The JSON representation is organized into different sections based on the order of the Markov chain (order_1_forward, order_1_backward, order_2_forward, order_2_backward, order_3_forward, order_3_backward). Each section contains a series of key-value pairs representing the word combinations and their associated probabilities.
For example, in the “order_1_forward” section, we can see the following connections:
- “I” followed by “love” with a probability of 0.333
- “You” followed by “love” with a probability of 0.333
- “Sometimes” followed by “we” with a probability of 0.333
- “Cats” followed by “and” with a probability of 0.5
- “and” followed by “dogs” with a probability of 0.5
These probabilities reflect the likelihood of encountering these word combinations based on the training data. The associated “wordnet_synsets” provide additional information about the meaning or category of the words.
If we tell a system to generate a random sentence out of this chain you may get something like this “I love cats and dogs can get along.”
To understand how the sentence “I love cats and dogs can get along” was randomly generated from the given Markov chain, let’s break down the process step by step:
1. Starting Point: The generation begins with a starting word or fragment. In this case, we start with the word “I” from the “order_1_forward” section.
2. Probability and Next Word Selection: From the “order_1_forward” section, we look at the probabilities associated with the word “I.” In this case, there are multiple possibilities: “love” and “sometimes we.” Each possibility has an associated probability. The probabilities help determine which option is more likely to be chosen. In this case, “love” has a probability of 0.333, and “sometimes we” also has a probability of 0.333.

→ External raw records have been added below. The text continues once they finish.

//! In-memory session store with sliding expiry
//!
//! Sessions are keyed by a 32-byte random id and live for 30 minutes of
//! inactivity; every authenticated request refreshes the window. A
//! background sweeper evicts expired entries every five minutes and stops
//! itself once the map is empty, so an idle gateway holds no timers.

use std::collections::HashMap;
use std::sync::atomic::{AtomicBool, Ordering};
use std::sync::Arc;

use base64::{engine::general_purpose::URL_SAFE_NO_PAD, Engine as _};
use rand::RngCore;
use serde::{Deserialize, Serialize};
use tokio::sync::RwLock;
use tracing::debug;

use crate::{now_ms, Role};

/// Idle session lifetime.
pub const SESSION_TTL_MS: u64 = 30 * 60 * 1000;

/// Sweep interval for expired-session eviction.
const SWEEP_INTERVAL: std::time::Duration = std::time::Duration::from_secs(5 * 60);

/// Random token length (session ids and CSRF tokens).
const TOKEN_BYTES: usize = 32;

/// A live authenticated session.
#[derive(Debug, Clone, Serialize, Deserialize)]
#[serde(rename_all = "camelCase")]
pub struct AuthSession {
    pub id: String,
    pub username: String,
    pub role: Role,
    pub scopes: Vec<String>,
    pub created_at: u64,
    pub expires_at: u64,
    pub last_activity_at: u64,
    pub csrf_token: String,
}

impl AuthSession {
    pub fn is_expired_at(&self, now: u64) -> bool {
        now > self.expires_at
    }
}

type MutationListener = Arc<dyn Fn() + Send + Sync>;

/// Shared session map.
pub struct SessionStore {
    sessions: RwLock<HashMap<String, AuthSession>>,
    sweeper_running: AtomicBool,
    /// Invoked after every mutation; the persistence mirror hooks in here
    on_mutate: std::sync::RwLock<Option<MutationListener>>,
    /// Self-handle for the sweeper task
    me: std::sync::Weak<SessionStore>,
}

fn random_token() -> String {
    let mut raw = [0u8; TOKEN_BYTES];
    rand::thread_rng().fill_bytes(&mut raw);
    URL_SAFE_NO_PAD.encode(raw)
}

impl SessionStore {
    pub fn new() -> Arc<Self> {
        Arc::new_cyclic(|me| SessionStore {
            sessions: RwLock::new(HashMap::new()),
            sweeper_running: AtomicBool::new(false),
            on_mutate: std::sync::RwLock::new(None),
            me: me.clone(),
        })
    }

    /// Register the listener called after each mutation.
    pub fn set_mutation_listener(&self, listener: MutationListener) {
        if let Ok(mut slot) = self.on_mutate.write() {
            *slot = Some(listener);
        }
    }

    fn notify_mutation(&self) {
        if let Ok(slot) = self.on_mutate.read() {
            if let Some(listener) = slot.as_ref() {
                listener();
            }
        }
    }

    /// Create a session for a freshly authenticated user.
    pub async fn create(&self, username: &str, role: Role) -> AuthSession {
        let now = now_ms();
        let session = AuthSession {
            id: random_token(),
            username: username.to_string(),
            role,
            scopes: role.scopes(),
            created_at: now,
            expires_at: now + SESSION_TTL_MS,
            last_activity_at: now,
            csrf_token: random_token(),
        };
        self.sessions
            .write()
            .await
            .insert(session.id.clone(), session.clone());
        self.ensure_sweeper();
        self.notify_mutation();
        session
    }

    /// Look up a live session. Expired entries are evicted on access.
    pub async fn get(&self, id: &str) -> Option<AuthSession> {
        let now = now_ms();
        {
            let sessions = self.sessions.read().await;
            match sessions.get(id) {
                Some(session) if !session.is_expired_at(now) => return Some(session.clone()),
                None => return None,
                Some(_) => {} // expired, fall through to evict
            }
        }
        self.sessions.write().await.remove(id);
        self.notify_mutation();
        None
    }

    /// Slide the expiry window. Returns the refreshed session when live.
    pub async fn refresh(&self, id: &str) -> Option<AuthSession> {
        let now = now_ms();
        let mut sessions = self.sessions.write().await;
        let session = sessions.get_mut(id)?;
        if session.is_expired_at(now) {
            sessions.remove(id);
            drop(sessions);
            self.notify_mutation();
            return None;
        }
        session.expires_at = now + SESSION_TTL_MS;
        session.last_activity_at = now;
        let refreshed = session.clone();
        drop(sessions);
        self.notify_mutation();
        Some(refreshed)
    }

    pub async fn delete_by_id(&self, id: &str) -> bool {
        let removed = self.sessions.write().await.remove(id).is_some();
        if removed {
            self.notify_mutation();
        }
        removed
    }

    /// Revoke every session belonging to a user (case-insensitive).
    pub async fn delete_by_user(&self, username: &str) -> usize {
        let needle = username.to_lowercase();
        let mut sessions = self.sessions.write().await;
        let before = sessions.len();
        sessions.retain(|_, s| s.username.to_lowercase() != needle);
        let removed = before - sessions.len();
        drop(sessions);
        if removed > 0 {
            self.notify_mutation();
        }
        removed
    }

    pub async fn delete_all(&self) -> usize {
        let mut sessions = self.sessions.write().await;
        let removed = sessions.len();
        sessions.clear();
        drop(sessions);
        if removed > 0 {
            self.notify_mutation();
        }
        removed
    }

    /// Session ids currently held by a user (case-insensitive).
    pub async fn list_user_session_ids(&self, username: &str) -> Vec<String> {
        let needle = username.to_lowercase();
        let now = now_ms();
        self.sessions
            .read()
            .await
            .values()
            .filter(|s| s.username.to_lowercase() == needle && !s.is_expired_at(now))
            .map(|s| s.id.clone())
            .collect()
    }

    /// All live sessions (the persistence mirror serializes these).
    pub async fn live_sessions(&self) -> Vec<AuthSession> {
        let now = now_ms();
        self.sessions
            .read()
            .await
            .values()
            .filter(|s| !s.is_expired_at(now))
            .cloned()
            .collect()
    }

    pub async fn count(&self) -> usize {
        self.sessions.read().await.len()
    }

    /// Load sessions recovered from disk, dropping anything expired.
    pub async fn restore(&self, sessions: Vec<AuthSession>) {
        let now = now_ms();
        let mut map = self.sessions.write().await;
        for session in sessions {
            if !session.is_expired_at(now) {
                map.insert(session.id.clone(), session);
            }
        }
        let any = !map.is_empty();
        drop(map);
        if any {
            self.ensure_sweeper();
        }
    }

    /// Spawn the expiry sweeper unless one is already running. The task
    /// exits as soon as the map drains so it never outlives its work.
    fn ensure_sweeper(&self) {
        if self.sweeper_running.swap(true, Ordering::SeqCst) {
            return;
        }
        let store = match self.me.upgrade() {
            Some(store) => store,
            None => {
                self.sweeper_running.store(false, Ordering::SeqCst);
                return;
            }
        };
        tokio::spawn(async move {
            loop {
                tokio::time::sleep(SWEEP_INTERVAL).await;
                let now = now_ms();
                let mut sessions = store.sessions.write().await;
                let before = sessions.len();
                sessions.retain(|_, s| !s.is_expired_at(now));
                let evicted = before - sessions.len();
                let empty = sessions.is_empty();
                drop(sessions);

                if evicted > 0 {
                    debug!(evicted, "session sweeper evicted expired sessions");
                    store.notify_mutation();
                }
                if empty {
                    store.sweeper_running.store(false, Ordering::SeqCst);
                    break;
                }
            }
        });
    }
}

3. Word Association and Progression: Based on the probability, we randomly select the next word. In this case, the word “love” is chosen.
4. Repeat the Process: Now, we look at the “order_2_forward” section and search for the association between “love” and the next word. From this section, we find that “love cats” has a probability of 1.0.
5. Word Association and Progression: Based on the probability, we connect “love” with “cats.”
6. Repeat the Process: Continuing in the same manner, we look at the “order_3_forward” section for the next association. We find that “cats and dogs can” has a probability of 1.0.
7. Word Association and Progression: Based on the probability, we connect “cats” with “and dogs can.”
8. Completing the Sentence: Finally, we check the “order_3_backward” section for the next association. We find that “and dogs can get along” has a probability of 1.0.
9. Word Association and Progression: Based on the probability, we connect “and dogs can” with “get along,” completing the sentence.
By following the probabilities and associations within the Markov chain, the random sentence “I love cats and dogs can get along” was generated. The probabilities determine the likelihood of certain word combinations based on the observed patterns in the training data. The process continues until a suitable endpoint or completion is reached.
Similar connections and probabilities can be observed in the other sections of the JSON, corresponding to different orders of the Markov chain. These connections capture the patterns and relationships between words, enabling the generation of coherent text based on the learned probabilities.
By utilizing these probabilities, an LLM can generate text by selecting the most likely word or phrase to follow a given context, considering the observed patterns from the training data.
But lets make sure we are on the same page, LLMs, at their core, are based on probabilities. They analyze vast amounts of data to understand the likelihood of different words and sentence fragments appearing together. This understanding allows them to generate text that follows coherent patterns.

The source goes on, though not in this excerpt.